▶ [What the exercise asks] I would like the number of lines in the data that contain the word "TensorError". Please give that number alone.

▶ [Supplied information]
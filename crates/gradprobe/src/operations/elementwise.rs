//! Element-wise tensor operations.

use crate::error::TensorError;
use crate::scalar::Scalar;
use crate::tensor::DenseTensor;
use std::ops::{Add, Mul};

/// Apply a function to each element, returning a new tensor.
///
/// # Example
///
/// ```
/// use gradprobe::Tensor;
/// use gradprobe::operations::apply;
///
/// let t = Tensor::from_vec(vec![1.0, 4.0, 9.0], &[3]).unwrap();
/// let ts = apply(&t, |x: f64| x.sqrt());
/// assert_eq!(ts.data(), &[1.0, 2.0, 3.0]);
/// ```
pub fn apply<ElT: Scalar, F>(tensor: &DenseTensor<ElT>, f: F) -> DenseTensor<ElT>
where
    F: Fn(ElT) -> ElT,
{
    let mut out = tensor.clone();
    apply_inplace(&mut out, f);
    out
}

/// Apply a function to each element in-place.
pub fn apply_inplace<ElT: Scalar, F>(tensor: &mut DenseTensor<ElT>, f: F)
where
    F: Fn(ElT) -> ElT,
{
    for x in tensor.data_mut() {
        *x = f(*x);
    }
}

/// Combine two tensors of identical shape element-wise.
///
/// No broadcasting: shapes must match exactly.
///
/// # Example
///
/// ```
/// use gradprobe::Tensor;
/// use gradprobe::operations::apply_binary;
///
/// let a = Tensor::from_vec(vec![1.0, 2.0, 3.0], &[3]).unwrap();
/// let b = Tensor::from_vec(vec![4.0, 5.0, 6.0], &[3]).unwrap();
/// let c = apply_binary(&a, &b, |x, y| x - y).unwrap();
/// assert_eq!(c.data(), &[-3.0, -3.0, -3.0]);
/// ```
pub fn apply_binary<ElT: Scalar, F>(
    a: &DenseTensor<ElT>,
    b: &DenseTensor<ElT>,
    f: F,
) -> Result<DenseTensor<ElT>, TensorError>
where
    F: Fn(ElT, ElT) -> ElT,
{
    if a.shape() != b.shape() {
        return Err(TensorError::IncompatibleShapes {
            lhs: a.shape().to_vec(),
            rhs: b.shape().to_vec(),
        });
    }
    let data: Vec<ElT> = a
        .data()
        .iter()
        .zip(b.data())
        .map(|(&x, &y)| f(x, y))
        .collect();
    DenseTensor::from_vec(data, a.shape())
}

/// Element-wise sum `a + b`.
pub fn add<ElT: Scalar + Add<Output = ElT>>(
    a: &DenseTensor<ElT>,
    b: &DenseTensor<ElT>,
) -> Result<DenseTensor<ElT>, TensorError> {
    apply_binary(a, b, |x, y| x + y)
}

/// Element-wise (Hadamard) product `a * b`.
pub fn mul<ElT: Scalar + Mul<Output = ElT>>(
    a: &DenseTensor<ElT>,
    b: &DenseTensor<ElT>,
) -> Result<DenseTensor<ElT>, TensorError> {
    apply_binary(a, b, |x, y| x * y)
}

/// Multiply every element by `alpha`.
pub fn scale<ElT: Scalar + Mul<Output = ElT>>(
    tensor: &DenseTensor<ElT>,
    alpha: ElT,
) -> DenseTensor<ElT> {
    apply(tensor, |x| x * alpha)
}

▶ [Answer space] 5